Hak ile Bâtıl Arasında Netleşen Saflar
İslâmî mücadele tarihi, kendi içinde sürekli olarak saflaşmaların yaşandığı, hak ile bâtılın sadece cephelerde değil, fikirde de ayrıştığı bir zemin üzerine kuruludur. Her dönemin bir Mehdi beklentisi yoksa da, her dönemde bâtılı ilmek ilmek dokuyan ve ona karşılık hakkı temsil ettiğini iddia eden simalar olmuştur. Bu simaların bir kısmı gerçekten hakkı taşırken, bazıları da sistemin istediği bir 'dindarlık' biçimini yayarak düzenin bekçiliğini üstlenmiştir. Hayrettin Karaman, işte bu ikinci gruba ait bir figür olarak, fikir planında sistemin ihtiyaç duyduğu 'ılımlı İslâm' profilinin canlı taşıyıcısıdır. İlk çıkışını mason ve reformist Abduh’un öğrencisi Reşit Rıza’nın “Telfikü’l-mezahip-Mezheplerin Birleştirilmesi” kitabını 1974 senesinde sadeleştirip tercüme ederek yapan Hayrettin Karaman, o gün ortaya koyduğu çizgisini bugüne dek sürdürmüştür
20 Nisan tarihinde Yenişafak’taki “Yanlış Tercih Riski” başlıklı yazısında CHP’nin boykot çağrısını 70’li yıllardaki Yüksek İslâm Enstitüsü boykotlarına benzetmesi de bu fikrî pozisyonun bir tezahürüdür.
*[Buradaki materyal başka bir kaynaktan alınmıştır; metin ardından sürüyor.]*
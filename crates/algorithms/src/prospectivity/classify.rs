//! Prospectivity classes for mapping

use serde::{Deserialize, Serialize};
use terraf_core::Result;
use terraf_core::raster::Raster;

use crate::grid_ops::{build_output, is_nodata_f64};
use crate::maybe_rayon::*;
use crate::statistics::percentile_sorted;

/// Class breaks at p50, p70 and p90 of the valid cells
const CLASS_PERCENTILES: [f64; 3] = [50.0, 70.0, 90.0];

/// Class codes: 0 background, 1 medium, 2 high, 3 very high
pub const CLASS_NAMES: [&str; 4] = ["background", "medium", "high", "very_high"];

/// Reclassify a prospectivity surface into four percentile classes.
///
/// A cell gets the number of breaks it strictly exceeds. No-data stays NaN,
/// and a surface with no valid cells comes back all NaN.
pub fn classify_prospectivity(raster: &Raster<f64>) -> Result<Raster<f64>> {
    let (rows, cols) = raster.shape();
    let nodata = raster.nodata();

    let mut sorted = raster.valid_values();
    sorted.sort_by(f64::total_cmp);
    let breaks: Vec<f64> = CLASS_PERCENTILES
        .iter()
        .filter_map(|&p| percentile_sorted(&sorted, p))
        .collect();

    let data: Vec<f64> = (0..rows)
        .into_par_iter()
        .flat_map(|row| {
            let mut row_data = vec![f64::NAN; cols];
            for col in 0..cols {
                let v = unsafe { raster.get_unchecked(row, col) };
                if is_nodata_f64(v, nodata) {
                    continue;
                }
                row_data[col] = breaks.iter().filter(|&&b| v > b).count() as f64;
            }
            row_data
        })
        .collect();

    build_output(raster, rows, cols, data)
}

/// Area per prospectivity class, in hectares
#[derive(Debug, Clone, Copy, Default, PartialEq, Serialize, Deserialize)]
pub struct ClassAreas {
    pub background: f64,
    pub medium: f64,
    pub high: f64,
    pub very_high: f64,
}

impl ClassAreas {
    pub fn total(&self) -> f64 {
        self.background + self.medium + self.high + self.very_high
    }
}

/// Tally the cells of a classified raster into hectares
pub fn class_areas(classes: &Raster<f64>) -> ClassAreas {
    let mut counts = [0usize; 4];
    for v in classes.valid_values() {
        if let Some(slot) = counts.get_mut(v as usize) {
            *slot += 1;
        }
    }
    let ha = |n: usize| n as f64 * classes.pixel_area() / 10_000.0;
    ClassAreas {
        background: ha(counts[0]),
        medium: ha(counts[1]),
        high: ha(counts[2]),
        very_high: ha(counts[3]),
    }
}

#[cfg(test)]
mod tests {
    use super::*;
    use approx::assert_relative_eq;
    use terraf_core::GeoTransform;

    fn ramp() -> Raster<f64> {
        // 0.0, 0.01, ..., 0.99
        let values: Vec<f64> = (0..100).map(|i| i as f64 / 100.0).collect();
        let mut r = Raster::from_vec(values, 10, 10).unwrap();
        r.set_transform(GeoTransform::new(0.0, 300.0, 30.0, -30.0));
        r
    }

    #[test]
    fn test_class_counts_on_ramp() {
        let classes = classify_prospectivity(&ramp()).unwrap();
        let count = |class: f64| classes.valid_values().iter().filter(|&&v| v == class).count();
        // Breaks at 0.495, 0.693, 0.891
        assert_eq!(count(0.0), 50);
        assert_eq!(count(1.0), 20);
        assert_eq!(count(2.0), 20);
        assert_eq!(count(3.0), 10);
    }

    #[test]
    fn test_nodata_preserved() {
        let mut r = ramp();
        r.set(0, 0, f64::NAN).unwrap();
        let classes = classify_prospectivity(&r).unwrap();
        assert!(classes.get(0, 0).unwrap().is_nan());
        assert_eq!(classes.valid_values().len(), 99);
    }

    #[test]
    fn test_constant_surface_is_background() {
        let classes = classify_prospectivity(&Raster::filled(4, 4, 0.7)).unwrap();
        assert!(classes.valid_values().iter().all(|&v| v == 0.0));
    }

    #[test]
    fn test_class_areas() {
        let classes = classify_prospectivity(&ramp()).unwrap();
        let areas = class_areas(&classes);
        // 900 m² per cell
        assert_relative_eq!(areas.background, 4.5, epsilon = 1e-12);
        assert_relative_eq!(areas.very_high, 0.9, epsilon = 1e-12);
        assert_relative_eq!(areas.total(), 9.0, epsilon = 1e-12);
    }
}
//! End-to-end prospecting runs
//!
//! A [`ProspectingSession`] owns the index stack, the reference sites and
//! any point data, and carries them through signature extraction,
//! similarity scoring, fusion and target extraction.

mod config;
mod session;

pub use config::{PointScoring, ProspectingConfig};
pub use session::{ProspectingSession, RunReport};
KARAMAN’IN FİKRİ ARKA PLANI VE POZİSYONU
Reformist Selefî Anlayışın Taşıyıcısı
Karaman, klasik İslâm fıkhını çağdaş normlara göre yeniden yorumlama iddiasındadır. Bu yaklaşım, Selefî bir saflıktan değil; modernitenin taleplerine karşı yeni bir anlayış geliştiremeyip, doğruyu İslâm içinden değil de modernite içinde arayarak cevap verme kaygısından ve bunun üzerinden Müslümanların zihinlerini piç ederek rejime peşkeş çekmek kaygısından doğmaktadır. Bu bakış açısı, Hayrettin Karaman’ı, Kemalist rejim ve onun çocuklarından olan FETÖ gibi, dini içten yıkmaya çalışan rejim unsurları açısından da muteber kılarken, Müslümanlar arasında küfür lehine nifak çıkaran, müşterek Müslüman şuurunun oluşmasını bozucu diğer figürlerde gördüğümüz üzere, onun arkasından da desteklerini hiç ama hiç esirgememişlerdir.
Hayrettin Karaman, işine geldiği yerde tıpkı bir Selefî gibi hadislere ve geleneğe sımsıkı sarılırken, işine gelmediği yerde hadislere ve geleneğe tıpkı yarasa kadar kör bakmakta son derece mahirdir. Karaman’ın bu sinsi tavrı, onu, klasik mânada bir reformist olmaktan kurtardığı ve milletin onu kategorize etmesini zorlaştırması sayesinde, senelerdir kendisini “doğru yol”un gişe memuru gibi lanse etmesine zemin hazırlamaktadır. Mezhepleri eleştirip kendini mezheplerin üzerinde bir konuma yerleştirirken, öte yandan hadisleri kabul edip geleneksel çizgiye bağlı kalması, onu klasik anlamda bir reformistten ayırıyor. Normal şartlarda birinin içine düştüğü tezatlar onun aleyhine işlemesi gerektiği yerde, burada Hayrettin Karaman’ın lehine işliyor. O, bu tezatın kafalarda doğurduğu karışıklığın arkasına sığınarak senelerdir rahat rahat din adına ahkâm kesmeye devam ediyor.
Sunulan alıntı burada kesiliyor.